Exactly the lines below from the one with "pub async fn take_next(pool: &SqlitePool, queue: &str)" up to and including the one with "let Some((id, path))" make up the answer, with nothing else added.

**Data under study**:
BEGIN

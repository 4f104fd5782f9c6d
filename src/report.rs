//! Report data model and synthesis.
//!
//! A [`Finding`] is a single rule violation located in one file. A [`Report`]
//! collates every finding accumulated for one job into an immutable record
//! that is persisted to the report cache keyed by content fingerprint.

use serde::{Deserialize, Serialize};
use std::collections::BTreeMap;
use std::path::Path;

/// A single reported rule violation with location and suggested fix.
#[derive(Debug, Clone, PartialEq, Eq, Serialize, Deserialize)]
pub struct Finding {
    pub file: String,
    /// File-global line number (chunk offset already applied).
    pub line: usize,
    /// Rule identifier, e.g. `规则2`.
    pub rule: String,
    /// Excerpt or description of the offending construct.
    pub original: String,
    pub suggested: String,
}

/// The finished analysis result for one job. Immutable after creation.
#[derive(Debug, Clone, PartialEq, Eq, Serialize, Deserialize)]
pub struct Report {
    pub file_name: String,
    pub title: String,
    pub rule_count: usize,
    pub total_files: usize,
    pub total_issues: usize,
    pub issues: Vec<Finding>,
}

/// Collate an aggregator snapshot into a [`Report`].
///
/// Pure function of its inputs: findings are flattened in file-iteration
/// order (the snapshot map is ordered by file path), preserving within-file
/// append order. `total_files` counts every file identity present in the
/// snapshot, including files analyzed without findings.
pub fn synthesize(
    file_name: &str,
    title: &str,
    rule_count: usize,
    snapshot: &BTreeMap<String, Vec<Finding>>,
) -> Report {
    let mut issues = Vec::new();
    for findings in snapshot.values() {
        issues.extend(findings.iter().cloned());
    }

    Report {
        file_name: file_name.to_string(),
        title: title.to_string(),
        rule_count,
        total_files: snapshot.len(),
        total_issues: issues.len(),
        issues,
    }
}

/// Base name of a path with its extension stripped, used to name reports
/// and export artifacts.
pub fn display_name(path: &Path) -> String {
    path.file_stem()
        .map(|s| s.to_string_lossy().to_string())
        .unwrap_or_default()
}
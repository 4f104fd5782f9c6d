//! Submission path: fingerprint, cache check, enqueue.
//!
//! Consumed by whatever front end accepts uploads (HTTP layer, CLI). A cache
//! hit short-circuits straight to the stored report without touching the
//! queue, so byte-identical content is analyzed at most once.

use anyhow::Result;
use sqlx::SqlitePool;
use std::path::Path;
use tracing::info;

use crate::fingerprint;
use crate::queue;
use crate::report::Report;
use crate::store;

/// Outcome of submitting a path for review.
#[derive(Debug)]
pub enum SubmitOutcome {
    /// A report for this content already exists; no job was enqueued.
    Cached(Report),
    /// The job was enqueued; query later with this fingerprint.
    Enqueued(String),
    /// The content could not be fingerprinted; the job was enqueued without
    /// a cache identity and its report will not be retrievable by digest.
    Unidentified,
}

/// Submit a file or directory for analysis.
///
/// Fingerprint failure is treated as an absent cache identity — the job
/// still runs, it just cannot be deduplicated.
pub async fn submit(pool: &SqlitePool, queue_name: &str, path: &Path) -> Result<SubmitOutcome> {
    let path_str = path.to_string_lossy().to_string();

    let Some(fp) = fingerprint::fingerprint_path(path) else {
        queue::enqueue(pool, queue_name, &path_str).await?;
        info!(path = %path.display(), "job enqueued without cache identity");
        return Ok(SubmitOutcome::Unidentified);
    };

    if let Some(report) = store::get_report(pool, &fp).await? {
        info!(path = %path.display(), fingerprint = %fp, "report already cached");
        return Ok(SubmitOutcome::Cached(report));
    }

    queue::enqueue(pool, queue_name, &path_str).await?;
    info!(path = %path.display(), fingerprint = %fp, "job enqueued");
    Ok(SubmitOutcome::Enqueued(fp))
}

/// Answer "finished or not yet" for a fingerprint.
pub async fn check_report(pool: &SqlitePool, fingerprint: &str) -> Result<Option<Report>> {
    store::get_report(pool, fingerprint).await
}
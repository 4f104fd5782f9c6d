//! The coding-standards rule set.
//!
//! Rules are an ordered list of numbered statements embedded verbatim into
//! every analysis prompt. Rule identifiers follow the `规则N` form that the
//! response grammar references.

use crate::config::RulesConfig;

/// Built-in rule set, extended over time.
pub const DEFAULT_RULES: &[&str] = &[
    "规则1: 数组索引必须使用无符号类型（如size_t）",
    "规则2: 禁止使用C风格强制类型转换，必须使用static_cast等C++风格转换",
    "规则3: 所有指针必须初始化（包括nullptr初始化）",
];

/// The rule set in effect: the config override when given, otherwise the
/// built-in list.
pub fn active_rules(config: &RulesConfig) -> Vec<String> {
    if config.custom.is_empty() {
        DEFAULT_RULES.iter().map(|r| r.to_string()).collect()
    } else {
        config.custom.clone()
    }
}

END
BEGIN

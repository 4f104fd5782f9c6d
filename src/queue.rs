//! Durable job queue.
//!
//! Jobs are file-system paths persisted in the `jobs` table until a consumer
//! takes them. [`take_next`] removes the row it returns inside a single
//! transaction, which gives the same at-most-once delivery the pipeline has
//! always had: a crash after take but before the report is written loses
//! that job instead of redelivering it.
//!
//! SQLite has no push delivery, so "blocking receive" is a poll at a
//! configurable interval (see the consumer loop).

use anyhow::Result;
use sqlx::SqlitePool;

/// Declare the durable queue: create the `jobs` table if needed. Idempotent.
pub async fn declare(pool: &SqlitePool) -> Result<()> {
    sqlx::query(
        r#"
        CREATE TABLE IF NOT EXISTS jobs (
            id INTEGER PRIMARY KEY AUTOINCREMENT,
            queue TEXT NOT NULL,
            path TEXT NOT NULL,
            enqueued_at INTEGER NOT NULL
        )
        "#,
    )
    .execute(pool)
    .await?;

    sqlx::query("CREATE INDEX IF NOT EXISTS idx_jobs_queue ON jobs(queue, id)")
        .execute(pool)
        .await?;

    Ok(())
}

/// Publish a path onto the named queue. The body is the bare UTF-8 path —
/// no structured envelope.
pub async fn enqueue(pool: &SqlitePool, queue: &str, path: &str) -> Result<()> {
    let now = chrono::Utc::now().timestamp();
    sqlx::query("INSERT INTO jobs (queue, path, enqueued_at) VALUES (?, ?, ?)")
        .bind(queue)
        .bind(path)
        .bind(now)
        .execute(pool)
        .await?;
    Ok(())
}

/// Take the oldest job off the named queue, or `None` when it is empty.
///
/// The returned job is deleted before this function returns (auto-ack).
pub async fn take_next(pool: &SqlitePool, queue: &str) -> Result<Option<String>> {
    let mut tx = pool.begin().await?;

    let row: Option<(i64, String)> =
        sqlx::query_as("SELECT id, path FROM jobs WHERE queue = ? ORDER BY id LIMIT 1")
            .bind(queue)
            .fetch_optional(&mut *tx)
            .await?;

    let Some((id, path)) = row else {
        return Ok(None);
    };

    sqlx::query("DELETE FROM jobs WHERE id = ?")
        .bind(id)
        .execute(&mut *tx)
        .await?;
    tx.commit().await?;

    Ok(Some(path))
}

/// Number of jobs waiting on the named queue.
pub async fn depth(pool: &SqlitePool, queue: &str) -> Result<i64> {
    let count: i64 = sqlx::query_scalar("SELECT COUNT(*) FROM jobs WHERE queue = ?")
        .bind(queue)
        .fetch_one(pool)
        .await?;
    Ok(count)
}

END
BEGIN

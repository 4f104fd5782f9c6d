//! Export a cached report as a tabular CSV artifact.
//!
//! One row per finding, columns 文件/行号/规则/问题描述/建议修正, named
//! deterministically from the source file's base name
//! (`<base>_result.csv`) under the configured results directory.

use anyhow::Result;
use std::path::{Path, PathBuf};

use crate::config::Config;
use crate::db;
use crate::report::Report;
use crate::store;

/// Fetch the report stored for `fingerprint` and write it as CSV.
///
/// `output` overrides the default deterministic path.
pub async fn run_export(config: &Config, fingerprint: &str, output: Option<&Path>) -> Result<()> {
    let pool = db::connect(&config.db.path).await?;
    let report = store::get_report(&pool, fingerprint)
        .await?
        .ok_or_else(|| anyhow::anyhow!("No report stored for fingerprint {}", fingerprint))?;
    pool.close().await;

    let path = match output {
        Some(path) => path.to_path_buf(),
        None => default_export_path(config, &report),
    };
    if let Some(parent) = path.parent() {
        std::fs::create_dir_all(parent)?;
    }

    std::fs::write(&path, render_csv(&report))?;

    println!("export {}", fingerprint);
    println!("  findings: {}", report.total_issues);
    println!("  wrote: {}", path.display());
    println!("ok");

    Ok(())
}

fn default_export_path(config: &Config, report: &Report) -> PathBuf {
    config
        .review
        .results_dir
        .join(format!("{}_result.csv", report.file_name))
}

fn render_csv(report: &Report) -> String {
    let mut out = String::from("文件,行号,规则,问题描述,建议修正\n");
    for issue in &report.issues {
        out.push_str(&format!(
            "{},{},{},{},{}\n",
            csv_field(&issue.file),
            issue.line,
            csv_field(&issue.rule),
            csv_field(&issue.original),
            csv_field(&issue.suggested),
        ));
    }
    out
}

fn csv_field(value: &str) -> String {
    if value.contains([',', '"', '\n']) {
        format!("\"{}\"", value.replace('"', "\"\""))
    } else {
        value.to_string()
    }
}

END

**Written answer**:
pub async fn take_next(pool: &SqlitePool, queue: &str) -> Result<Option<String>> {
    let mut tx = pool.begin().await?;

    let row: Option<(i64, String)> =
        sqlx::query_as("SELECT id, path FROM jobs WHERE queue = ? ORDER BY id LIMIT 1")
            .bind(queue)
            .fetch_optional(&mut *tx)
            .await?;

    let Some((id, path)) = row else {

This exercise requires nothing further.